### Problem to solve:
The answer must be one number: how many lines below contain the word "Arbitrary".

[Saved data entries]
════════════════

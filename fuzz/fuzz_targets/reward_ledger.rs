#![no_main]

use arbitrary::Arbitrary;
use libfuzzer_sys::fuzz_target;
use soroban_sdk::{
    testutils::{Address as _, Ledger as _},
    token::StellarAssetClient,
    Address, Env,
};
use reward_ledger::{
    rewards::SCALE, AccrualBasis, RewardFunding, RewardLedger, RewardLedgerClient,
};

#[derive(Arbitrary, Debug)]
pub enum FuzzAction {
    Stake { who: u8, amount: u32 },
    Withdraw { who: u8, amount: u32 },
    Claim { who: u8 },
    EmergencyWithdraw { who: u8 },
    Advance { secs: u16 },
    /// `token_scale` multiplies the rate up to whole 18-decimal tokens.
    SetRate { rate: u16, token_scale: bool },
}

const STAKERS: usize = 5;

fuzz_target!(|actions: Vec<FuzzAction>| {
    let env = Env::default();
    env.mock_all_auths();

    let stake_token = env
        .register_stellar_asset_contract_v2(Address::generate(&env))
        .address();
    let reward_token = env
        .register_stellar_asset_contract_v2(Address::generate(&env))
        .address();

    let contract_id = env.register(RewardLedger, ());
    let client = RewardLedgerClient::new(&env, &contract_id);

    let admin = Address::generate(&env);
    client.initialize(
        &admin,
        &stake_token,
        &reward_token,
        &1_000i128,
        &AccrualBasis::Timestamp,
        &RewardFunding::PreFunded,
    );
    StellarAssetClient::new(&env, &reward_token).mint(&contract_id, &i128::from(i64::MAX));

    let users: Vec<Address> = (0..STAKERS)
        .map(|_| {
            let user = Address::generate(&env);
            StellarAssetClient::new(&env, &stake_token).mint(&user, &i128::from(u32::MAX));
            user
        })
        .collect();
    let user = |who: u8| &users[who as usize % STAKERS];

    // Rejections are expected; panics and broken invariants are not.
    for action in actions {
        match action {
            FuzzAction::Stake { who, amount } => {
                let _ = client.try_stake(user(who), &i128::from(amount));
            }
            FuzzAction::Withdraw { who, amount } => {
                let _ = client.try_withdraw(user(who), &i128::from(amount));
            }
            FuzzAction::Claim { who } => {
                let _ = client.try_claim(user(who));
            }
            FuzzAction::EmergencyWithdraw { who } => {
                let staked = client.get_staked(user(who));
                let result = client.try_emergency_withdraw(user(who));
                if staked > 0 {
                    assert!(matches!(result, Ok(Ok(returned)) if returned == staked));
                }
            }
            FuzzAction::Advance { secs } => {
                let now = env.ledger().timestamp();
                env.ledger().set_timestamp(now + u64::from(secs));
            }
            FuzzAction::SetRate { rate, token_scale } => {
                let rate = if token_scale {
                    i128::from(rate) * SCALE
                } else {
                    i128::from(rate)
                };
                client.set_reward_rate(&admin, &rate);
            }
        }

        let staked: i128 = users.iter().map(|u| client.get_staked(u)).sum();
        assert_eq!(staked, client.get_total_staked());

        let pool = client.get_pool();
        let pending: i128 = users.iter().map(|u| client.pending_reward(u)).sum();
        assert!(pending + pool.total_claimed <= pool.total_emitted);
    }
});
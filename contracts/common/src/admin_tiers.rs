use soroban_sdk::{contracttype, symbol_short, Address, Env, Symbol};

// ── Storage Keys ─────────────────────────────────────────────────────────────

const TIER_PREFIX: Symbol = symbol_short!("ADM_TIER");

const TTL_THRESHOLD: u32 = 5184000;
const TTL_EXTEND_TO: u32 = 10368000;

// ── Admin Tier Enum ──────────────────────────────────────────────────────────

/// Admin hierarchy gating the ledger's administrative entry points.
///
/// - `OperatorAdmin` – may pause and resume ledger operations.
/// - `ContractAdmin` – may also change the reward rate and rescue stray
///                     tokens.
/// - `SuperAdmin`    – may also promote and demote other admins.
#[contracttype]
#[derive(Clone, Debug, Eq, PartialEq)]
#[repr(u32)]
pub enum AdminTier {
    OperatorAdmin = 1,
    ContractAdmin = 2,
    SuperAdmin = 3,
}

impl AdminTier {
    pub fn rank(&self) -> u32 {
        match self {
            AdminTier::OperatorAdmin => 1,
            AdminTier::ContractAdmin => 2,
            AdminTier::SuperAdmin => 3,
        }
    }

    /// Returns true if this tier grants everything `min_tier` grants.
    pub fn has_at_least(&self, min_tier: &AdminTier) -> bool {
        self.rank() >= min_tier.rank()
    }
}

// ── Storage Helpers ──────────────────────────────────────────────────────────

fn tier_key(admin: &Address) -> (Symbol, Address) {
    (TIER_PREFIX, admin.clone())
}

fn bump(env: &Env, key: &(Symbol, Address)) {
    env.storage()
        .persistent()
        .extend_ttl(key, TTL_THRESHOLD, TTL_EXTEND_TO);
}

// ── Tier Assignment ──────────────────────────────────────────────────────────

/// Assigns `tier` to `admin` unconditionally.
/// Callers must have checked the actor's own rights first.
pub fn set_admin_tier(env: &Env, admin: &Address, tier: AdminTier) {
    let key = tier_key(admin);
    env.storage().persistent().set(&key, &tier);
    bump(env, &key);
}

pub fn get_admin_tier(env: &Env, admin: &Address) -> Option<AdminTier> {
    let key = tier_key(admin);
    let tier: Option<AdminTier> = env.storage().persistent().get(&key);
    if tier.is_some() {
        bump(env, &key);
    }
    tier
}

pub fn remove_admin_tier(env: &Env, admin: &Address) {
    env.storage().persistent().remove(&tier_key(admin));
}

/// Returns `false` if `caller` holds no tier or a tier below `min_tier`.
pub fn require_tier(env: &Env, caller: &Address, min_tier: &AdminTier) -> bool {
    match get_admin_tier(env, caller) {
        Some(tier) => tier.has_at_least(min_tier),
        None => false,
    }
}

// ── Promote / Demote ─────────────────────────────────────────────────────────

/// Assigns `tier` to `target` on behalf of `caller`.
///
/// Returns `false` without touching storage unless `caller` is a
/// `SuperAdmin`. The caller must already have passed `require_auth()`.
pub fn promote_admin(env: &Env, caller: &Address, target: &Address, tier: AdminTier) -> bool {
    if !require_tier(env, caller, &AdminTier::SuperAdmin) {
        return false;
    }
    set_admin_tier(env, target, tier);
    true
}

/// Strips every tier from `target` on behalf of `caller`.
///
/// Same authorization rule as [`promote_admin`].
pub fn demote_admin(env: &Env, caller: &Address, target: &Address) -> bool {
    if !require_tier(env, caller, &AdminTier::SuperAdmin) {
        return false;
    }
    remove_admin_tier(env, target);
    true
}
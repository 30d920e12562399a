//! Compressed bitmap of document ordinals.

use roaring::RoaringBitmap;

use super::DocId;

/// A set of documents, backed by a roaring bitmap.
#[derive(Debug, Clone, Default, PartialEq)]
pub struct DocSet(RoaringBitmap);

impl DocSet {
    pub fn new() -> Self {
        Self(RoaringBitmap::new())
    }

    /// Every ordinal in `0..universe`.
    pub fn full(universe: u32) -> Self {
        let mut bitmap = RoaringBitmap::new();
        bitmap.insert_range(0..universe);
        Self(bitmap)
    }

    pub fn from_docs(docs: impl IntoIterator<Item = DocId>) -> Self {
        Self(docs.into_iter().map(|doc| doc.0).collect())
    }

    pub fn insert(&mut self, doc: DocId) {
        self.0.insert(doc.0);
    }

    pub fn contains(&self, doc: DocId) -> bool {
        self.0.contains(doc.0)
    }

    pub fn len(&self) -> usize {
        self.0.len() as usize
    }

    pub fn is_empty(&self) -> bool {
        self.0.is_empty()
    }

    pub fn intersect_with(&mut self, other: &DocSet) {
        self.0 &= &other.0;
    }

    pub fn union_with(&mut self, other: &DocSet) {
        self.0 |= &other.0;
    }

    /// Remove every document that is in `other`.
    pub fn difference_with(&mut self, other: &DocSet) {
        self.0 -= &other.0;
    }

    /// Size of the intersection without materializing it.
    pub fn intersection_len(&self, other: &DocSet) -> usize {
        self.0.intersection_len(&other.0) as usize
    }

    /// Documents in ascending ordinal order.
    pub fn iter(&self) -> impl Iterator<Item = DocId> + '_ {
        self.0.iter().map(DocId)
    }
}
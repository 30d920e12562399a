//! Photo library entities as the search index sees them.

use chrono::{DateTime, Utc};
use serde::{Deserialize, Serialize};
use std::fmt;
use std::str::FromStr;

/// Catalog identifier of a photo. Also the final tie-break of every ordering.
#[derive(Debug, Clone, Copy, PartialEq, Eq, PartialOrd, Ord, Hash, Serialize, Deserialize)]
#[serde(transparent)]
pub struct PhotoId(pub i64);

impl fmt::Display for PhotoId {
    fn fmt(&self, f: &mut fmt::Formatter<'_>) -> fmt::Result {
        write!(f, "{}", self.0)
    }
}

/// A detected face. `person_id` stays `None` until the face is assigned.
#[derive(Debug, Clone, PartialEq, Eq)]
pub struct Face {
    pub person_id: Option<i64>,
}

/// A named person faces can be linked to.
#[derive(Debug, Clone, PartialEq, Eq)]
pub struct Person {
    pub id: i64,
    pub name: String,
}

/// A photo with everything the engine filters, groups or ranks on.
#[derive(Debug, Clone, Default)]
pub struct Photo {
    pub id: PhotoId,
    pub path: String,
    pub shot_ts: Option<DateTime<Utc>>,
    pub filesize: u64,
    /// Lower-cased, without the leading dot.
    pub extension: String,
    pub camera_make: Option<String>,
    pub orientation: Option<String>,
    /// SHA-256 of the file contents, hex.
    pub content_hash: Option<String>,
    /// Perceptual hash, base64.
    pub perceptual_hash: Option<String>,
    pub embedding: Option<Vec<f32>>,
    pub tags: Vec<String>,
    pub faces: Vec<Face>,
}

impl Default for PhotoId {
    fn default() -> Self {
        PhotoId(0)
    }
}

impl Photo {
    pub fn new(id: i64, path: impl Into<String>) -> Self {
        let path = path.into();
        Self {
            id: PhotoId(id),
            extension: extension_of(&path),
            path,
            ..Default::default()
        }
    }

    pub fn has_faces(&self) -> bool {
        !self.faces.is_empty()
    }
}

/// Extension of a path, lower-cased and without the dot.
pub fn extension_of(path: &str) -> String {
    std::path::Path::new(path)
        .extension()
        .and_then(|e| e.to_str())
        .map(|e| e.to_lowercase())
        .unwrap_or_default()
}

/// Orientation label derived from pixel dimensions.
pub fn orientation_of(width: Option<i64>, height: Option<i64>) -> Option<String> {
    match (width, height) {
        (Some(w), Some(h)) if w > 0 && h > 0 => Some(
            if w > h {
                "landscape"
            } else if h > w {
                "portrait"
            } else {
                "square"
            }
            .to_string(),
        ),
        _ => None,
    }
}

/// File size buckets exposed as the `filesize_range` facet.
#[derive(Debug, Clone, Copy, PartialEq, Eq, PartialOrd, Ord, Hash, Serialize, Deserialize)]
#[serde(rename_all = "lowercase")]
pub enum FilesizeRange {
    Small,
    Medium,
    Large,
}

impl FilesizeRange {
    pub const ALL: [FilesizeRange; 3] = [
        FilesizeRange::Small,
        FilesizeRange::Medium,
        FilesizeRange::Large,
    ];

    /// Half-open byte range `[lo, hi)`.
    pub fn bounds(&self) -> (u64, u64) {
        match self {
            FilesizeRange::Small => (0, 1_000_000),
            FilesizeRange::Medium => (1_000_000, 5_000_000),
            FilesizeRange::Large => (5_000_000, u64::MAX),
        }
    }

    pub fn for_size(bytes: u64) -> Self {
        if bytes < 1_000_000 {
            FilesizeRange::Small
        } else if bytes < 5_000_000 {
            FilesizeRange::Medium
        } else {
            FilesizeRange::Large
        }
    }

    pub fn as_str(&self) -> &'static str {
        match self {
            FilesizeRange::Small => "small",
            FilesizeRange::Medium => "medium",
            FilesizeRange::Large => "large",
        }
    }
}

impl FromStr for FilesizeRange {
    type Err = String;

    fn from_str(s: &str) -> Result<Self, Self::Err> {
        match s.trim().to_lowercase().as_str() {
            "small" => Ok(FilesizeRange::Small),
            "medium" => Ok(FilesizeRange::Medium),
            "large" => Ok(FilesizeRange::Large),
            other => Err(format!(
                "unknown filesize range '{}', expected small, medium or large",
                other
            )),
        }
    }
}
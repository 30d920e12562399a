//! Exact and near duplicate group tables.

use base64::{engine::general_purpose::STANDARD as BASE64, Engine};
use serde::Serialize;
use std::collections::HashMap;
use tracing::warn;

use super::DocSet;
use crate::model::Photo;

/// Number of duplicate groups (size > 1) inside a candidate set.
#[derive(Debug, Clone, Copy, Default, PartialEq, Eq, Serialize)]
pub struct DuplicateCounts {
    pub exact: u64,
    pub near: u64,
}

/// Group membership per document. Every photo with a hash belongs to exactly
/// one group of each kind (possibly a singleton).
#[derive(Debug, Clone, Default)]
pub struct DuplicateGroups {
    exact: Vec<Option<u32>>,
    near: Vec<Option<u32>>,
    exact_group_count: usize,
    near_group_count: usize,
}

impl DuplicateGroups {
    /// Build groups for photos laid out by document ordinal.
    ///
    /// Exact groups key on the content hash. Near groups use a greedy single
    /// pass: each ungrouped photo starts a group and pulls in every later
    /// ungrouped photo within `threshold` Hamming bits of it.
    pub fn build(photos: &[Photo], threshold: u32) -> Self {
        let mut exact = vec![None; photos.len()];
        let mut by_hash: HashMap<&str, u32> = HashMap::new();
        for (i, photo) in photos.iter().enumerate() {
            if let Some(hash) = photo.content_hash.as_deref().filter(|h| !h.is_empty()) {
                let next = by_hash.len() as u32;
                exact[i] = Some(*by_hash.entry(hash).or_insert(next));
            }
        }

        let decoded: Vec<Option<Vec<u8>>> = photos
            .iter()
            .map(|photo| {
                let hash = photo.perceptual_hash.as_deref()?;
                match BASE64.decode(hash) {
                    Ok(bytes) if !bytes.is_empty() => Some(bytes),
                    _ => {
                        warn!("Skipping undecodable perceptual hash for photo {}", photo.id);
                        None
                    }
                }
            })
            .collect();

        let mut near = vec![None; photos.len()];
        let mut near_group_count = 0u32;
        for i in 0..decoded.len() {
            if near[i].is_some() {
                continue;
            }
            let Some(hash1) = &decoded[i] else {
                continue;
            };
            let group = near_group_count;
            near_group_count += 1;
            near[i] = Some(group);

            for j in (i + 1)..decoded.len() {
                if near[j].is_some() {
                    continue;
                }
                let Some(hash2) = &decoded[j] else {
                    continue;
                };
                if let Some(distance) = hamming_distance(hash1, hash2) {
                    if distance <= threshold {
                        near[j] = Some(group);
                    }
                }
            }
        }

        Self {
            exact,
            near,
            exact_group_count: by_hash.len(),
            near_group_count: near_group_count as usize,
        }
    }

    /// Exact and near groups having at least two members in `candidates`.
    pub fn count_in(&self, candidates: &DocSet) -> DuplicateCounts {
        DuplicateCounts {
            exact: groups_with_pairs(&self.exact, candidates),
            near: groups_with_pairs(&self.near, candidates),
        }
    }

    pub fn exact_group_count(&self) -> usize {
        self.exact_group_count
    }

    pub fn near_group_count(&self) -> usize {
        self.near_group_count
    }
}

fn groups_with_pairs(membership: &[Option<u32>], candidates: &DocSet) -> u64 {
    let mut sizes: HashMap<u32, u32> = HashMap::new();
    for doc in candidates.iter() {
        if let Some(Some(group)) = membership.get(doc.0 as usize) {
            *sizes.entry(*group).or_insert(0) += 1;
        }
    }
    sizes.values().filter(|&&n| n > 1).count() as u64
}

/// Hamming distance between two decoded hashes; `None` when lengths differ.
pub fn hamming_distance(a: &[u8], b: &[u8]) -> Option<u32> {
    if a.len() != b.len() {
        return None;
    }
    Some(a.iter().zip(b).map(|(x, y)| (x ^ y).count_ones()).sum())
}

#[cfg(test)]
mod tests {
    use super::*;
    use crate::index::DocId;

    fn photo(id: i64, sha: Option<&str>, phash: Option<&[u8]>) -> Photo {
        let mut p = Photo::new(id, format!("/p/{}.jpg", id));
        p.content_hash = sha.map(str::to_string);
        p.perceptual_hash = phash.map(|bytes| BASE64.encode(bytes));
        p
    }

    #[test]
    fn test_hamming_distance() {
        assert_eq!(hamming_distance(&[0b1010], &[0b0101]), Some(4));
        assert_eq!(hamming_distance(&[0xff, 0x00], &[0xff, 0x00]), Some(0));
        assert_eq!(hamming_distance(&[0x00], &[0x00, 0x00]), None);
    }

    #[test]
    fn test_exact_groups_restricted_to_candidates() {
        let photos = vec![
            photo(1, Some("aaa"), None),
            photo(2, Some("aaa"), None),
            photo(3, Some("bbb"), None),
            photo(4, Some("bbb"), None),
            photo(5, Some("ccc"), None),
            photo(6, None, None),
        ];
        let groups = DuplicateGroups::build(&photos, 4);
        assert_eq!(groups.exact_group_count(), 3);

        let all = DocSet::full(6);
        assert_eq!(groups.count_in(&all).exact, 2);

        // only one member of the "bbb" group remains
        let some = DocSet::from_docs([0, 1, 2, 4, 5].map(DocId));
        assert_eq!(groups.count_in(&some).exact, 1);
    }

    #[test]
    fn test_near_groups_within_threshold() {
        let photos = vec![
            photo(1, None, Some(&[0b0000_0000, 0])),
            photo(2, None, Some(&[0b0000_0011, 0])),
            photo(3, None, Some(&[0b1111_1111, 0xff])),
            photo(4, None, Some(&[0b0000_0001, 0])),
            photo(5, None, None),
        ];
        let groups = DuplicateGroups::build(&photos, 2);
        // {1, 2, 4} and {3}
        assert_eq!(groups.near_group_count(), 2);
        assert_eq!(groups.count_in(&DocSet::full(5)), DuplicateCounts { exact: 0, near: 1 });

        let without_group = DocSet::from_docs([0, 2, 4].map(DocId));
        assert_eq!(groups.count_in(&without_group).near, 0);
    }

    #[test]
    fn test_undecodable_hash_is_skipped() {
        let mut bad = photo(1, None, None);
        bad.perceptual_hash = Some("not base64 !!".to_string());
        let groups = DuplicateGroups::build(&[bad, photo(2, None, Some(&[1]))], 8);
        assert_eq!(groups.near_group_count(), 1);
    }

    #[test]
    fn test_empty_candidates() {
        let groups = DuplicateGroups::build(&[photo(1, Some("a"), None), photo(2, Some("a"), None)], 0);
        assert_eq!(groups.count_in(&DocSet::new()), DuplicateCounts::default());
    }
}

════════════════

### Expected output:
2